**Directions for this task**
Find the line that contains "use std::io::Read;". Output it and every line after it to the end of the records, exactly as they appear.

**Task input**

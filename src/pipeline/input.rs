//! Source validation: make sure the splitter's input is a readable PDF.
//!
//! pdfium reports a missing or non-PDF file as a generic load failure. We
//! check existence, permissions and the `%PDF` magic bytes first so the
//! caller gets a specific, actionable fatal error instead.

use crate::error::Bio2CsvError;
use std::io::Read;
use std::path::{Path, PathBuf};
use tracing::debug;

/// Validate the source PDF and return its path.
pub fn resolve_source(path: &Path) -> Result<PathBuf, Bio2CsvError> {
    let path = path.to_path_buf();

    if !path.is_file() {
        return Err(Bio2CsvError::FileNotFound { path });
    }

    match std::fs::File::open(&path) {
        Ok(mut f) => {
            let mut magic = [0u8; 4];
            if f.read_exact(&mut magic).is_ok() && &magic != b"%PDF" {
                return Err(Bio2CsvError::NotAPdf { path, magic });
            }
        }
        Err(e) if e.kind() == std::io::ErrorKind::PermissionDenied => {
            return Err(Bio2CsvError::PermissionDenied { path });
        }
        Err(_) => {
            return Err(Bio2CsvError::FileNotFound { path });
        }
    }

    debug!("Resolved source PDF: {}", path.display());
    Ok(path)
}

**Answer below**
use std::io::Read;
use std::path::{Path, PathBuf};
use tracing::debug;

/// Validate the source PDF and return its path.
pub fn resolve_source(path: &Path) -> Result<PathBuf, Bio2CsvError> {
    let path = path.to_path_buf();

    if !path.is_file() {
        return Err(Bio2CsvError::FileNotFound { path });
    }

    match std::fs::File::open(&path) {
        Ok(mut f) => {
            let mut magic = [0u8; 4];
            if f.read_exact(&mut magic).is_ok() && &magic != b"%PDF" {
                return Err(Bio2CsvError::NotAPdf { path, magic });
            }
        }
        Err(e) if e.kind() == std::io::ErrorKind::PermissionDenied => {
            return Err(Bio2CsvError::PermissionDenied { path });
        }
        Err(_) => {
            return Err(Bio2CsvError::FileNotFound { path });
        }
    }

    debug!("Resolved source PDF: {}", path.display());
    Ok(path)
}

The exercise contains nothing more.